Head to Toe: Your Body on Exercise
Want to slow down the aging process, look better, feel happier, sleep more soundly, have more energy and rev up your love life? Exercise!
Exercise is very nearly the perfect anti-illness, anti-aging prescription. Here, we break down how exercise is good for your body.
Your skeleton is made of living tissue that is constantly being broken down and replaced. When new bone creation doesn’t keep pace with the removal of old bone, osteoporosis results. It’s a risk that increases with age and is especially prevalent in postmenopausal Caucasian and Asian women.
"The good news is that, regardless of age, your bones and muscles will both respond to exercise by getting stronger, increasing the acceleration of new tissue creation," says Hira Kohli, MD, family medicine physician with Gwinnett Medical Group.
While bone mass (density) peaks in your 20s, you can prevent bone density loss with regular, weight-bearing exercise, including walking, hiking, jogging, dancing and playing tennis. Although non-weight-bearing exercises, like swimming and bicycling, don't prevent osteoporosis, they can help keep your muscles strong, coordination sharp and balance stable, all of which contribute to bone health by preventing falls and bone fractures.
"Because exercise increases blood flow, all the cells of your body, including your skin cells, benefit from the extra oxygen," says Bedri Yusuf, MD, vice president and chief physician executive of Gwinnett Medical Group. "In addition, the increased blood flow clears out more waste products from the skin cells, like washing from the inside. Plus, exercise decreases the levels of stress hormones in your body and can help improve certain skin conditions that may have a stress-related component, like acne or eczema."
And if you want to look younger, Dr. Yusuf says studies show that in adults who exercise, the thickness of the outer two layers of skin more closely resembles younger skin. This means an appearance that is less saggy and flaky.
"Walking briskly, swimming, playing tennis, dancing, raking leaves and other activities that make you break a sweat are all good for your brain," says Mark Darrow, MD, geriatrician and director of Gwinnett Medical Center's Graduate Medical Education Program. "A 2014 study showed that regular exercise that gets your heart pumping also appears to boost the size of the hippocampus." This is the part of the brain involved in verbal memory and learning.
"In addition," adds Dr. Darrow, "exercise reduces insulin resistance and inflammation, while stimulating the release of beneficial chemicals in the brain, and also improves mental health through improving your sleep and mood, and lowering stress and anxiety."
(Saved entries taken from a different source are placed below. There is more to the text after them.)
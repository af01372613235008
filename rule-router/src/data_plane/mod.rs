//! Per-message pipeline ownership: pooled scratch buffers, the bounded
//! ingress queue and the worker pool that drains it.

mod message_pool;
mod processor;
mod worker;

pub use message_pool::{MessagePool, PooledMessage, ProcessingResult, ResultPool};
pub use processor::{ActionPublisher, PipelineStats, Processor, ProcessorOptions};
pub use worker::WorkerState;
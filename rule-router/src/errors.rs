/********************************************************************************
 * Copyright (c) 2025 Contributors to the Eclipse Foundation
 *
 * See the NOTICE file(s) distributed with this work for additional
 * information regarding copyright ownership.
 *
 * This program and the accompanying materials are made available under the
 * terms of the Apache License Version 2.0 which is available at
 * https://www.apache.org/licenses/LICENSE-2.0
 *
 * SPDX-License-Identifier: Apache-2.0
 ********************************************************************************/

//! Error kinds visible at the core boundary.
//!
//! Load-time errors ([`RouterError::InvalidPattern`], [`RouterError::InvalidRule`],
//! the rule-file variants) abort startup. Runtime errors are per-message or
//! per-action and never terminate a worker.

use std::path::PathBuf;
use thiserror::Error;

#[derive(Debug, Error)]
pub enum RouterError {
    /// A rule pattern violates the wildcard-placement rules.
    #[error("invalid topic pattern `{pattern}`: {reason}")]
    InvalidPattern { pattern: String, reason: String },

    /// A rule failed structural validation.
    #[error("invalid rule ({field}): {reason}")]
    InvalidRule { field: String, reason: String },

    /// An incoming payload could not be decoded as a JSON object.
    #[error("payload is not a JSON object: {reason}")]
    InvalidPayload { reason: String },

    /// A placeholder in an action topic template could not be resolved.
    /// No partially rendered topic is ever published.
    #[error("unresolved topic template variable `${{{path}}}`")]
    MissingTopicVariable { path: String },

    /// The bounded ingress queue rejected a submission.
    #[error("ingress queue is full")]
    QueueFull,

    /// The ingress queue has been closed; the processor is shutting down.
    #[error("ingress queue is closed")]
    QueueClosed,

    /// Reported by a broker adapter on a failed publish. Counted, logged,
    /// non-fatal.
    #[error("publish via broker `{broker}` failed: {reason}")]
    Publish { broker: String, reason: String },

    /// The rule handed to `remove` is not present in the index.
    #[error("rule with pattern `{pattern}` is not present in the index")]
    RuleNotFound { pattern: String },

    /// No broker with the given id is registered with the manager.
    #[error("broker `{0}` is not registered")]
    UnknownBroker(String),

    /// Two loaded rules carry the same source-topic pattern.
    #[error("duplicate topic pattern `{pattern}` across loaded rule files")]
    DuplicatePattern { pattern: String },

    /// A rule file could not be read.
    #[error("unable to read rule file {path}")]
    RuleFileIo {
        path: PathBuf,
        #[source]
        source: std::io::Error,
    },

    /// A rule file could not be parsed.
    #[error("unable to parse rule file {path}: {source}")]
    RuleFileParse {
        path: PathBuf,
        #[source]
        source: serde_json::Error,
    },
}
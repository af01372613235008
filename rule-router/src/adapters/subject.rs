/********************************************************************************
 * Copyright (c) 2025 Contributors to the Eclipse Foundation
 *
 * See the NOTICE file(s) distributed with this work for additional
 * information regarding copyright ownership.
 *
 * This program and the accompanying materials are made available under the
 * terms of the Apache License Version 2.0 which is available at
 * https://www.apache.org/licenses/LICENSE-2.0
 *
 * SPDX-License-Identifier: Apache-2.0
 ********************************************************************************/

//! MQTT-topic ↔ NATS-subject translation at the adapter boundary.
//!
//! MQTT uses `/` separators with `+`/`#` wildcards; NATS uses `.` with
//! `*`/`>`. Wildcards are mapped before separators so a literal `+` segment
//! never collides with a freshly produced `*`.

/// Converts an MQTT-style topic or pattern to a NATS subject.
pub fn to_nats_subject(mqtt_topic: &str) -> String {
    mqtt_topic
        .replace('+', "*")
        .replace('#', ">")
        .replace('/', ".")
}

/// Converts a NATS subject back to MQTT form. Inverse of
/// [`to_nats_subject`] for topics free of literal `.`, `*` and `>`.
pub fn to_mqtt_topic(nats_subject: &str) -> String {
    nats_subject
        .replace('*', "+")
        .replace('>', "#")
        .replace('.', "/")
}

/// Replaces characters NATS rejects in subjects.
pub fn normalize_subject(subject: &str) -> String {
    subject.replace(
        [' ', ',', ':', '?', '[', ']'],
        "_",
    )
}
The heart is a muscle, and like any muscle, it becomes stronger with exercise. This means more efficiency 24/7. Even when you're at rest, each beat of your heart pumps a higher volume of blood.
Exercise can also help your heart in other ways:
- Improving cholesterol and fat levels in the blood
- Reducing artery inflammation
- Aiding in weight loss
- Helping to keep all blood vessels flexible and open
These benefits contribute to keeping blood pressure normal. If that's not enough to convince you to exercise, doctors and researchers both say what's good for your heart is good for your love life, building higher levels of testosterone and human growth hormone.
The system that defends against disease-causing bacteria and viruses is complex. “Researchers are trying to understand the effects of diet, exercise, supplements and stress on its ability to keep you healthy,” says Dana Neacsu, MD, a hospitalist at Gwinnett Medical Center. “It’s clear, though, that exercise boosts your immune system in at least three ways.”
- Increased blood flow prompts your body to produce more white blood cells, which destroy germs that can make you sick.
- Muscle contraction helps your lymph nodes remove waste more efficiently.
- Exercise reduces levels of cortisol, the “fight or flight” hormone, allowing you to sleep better and giving your body the downtime it needs to make its nightly repairs.
Dr. Neacsu, who also studied integrative medicine, adds, “While exercise is beneficial, don’t overdo it. consider incorporating walking, yoga, breathing exercises or tai chi into your routine.”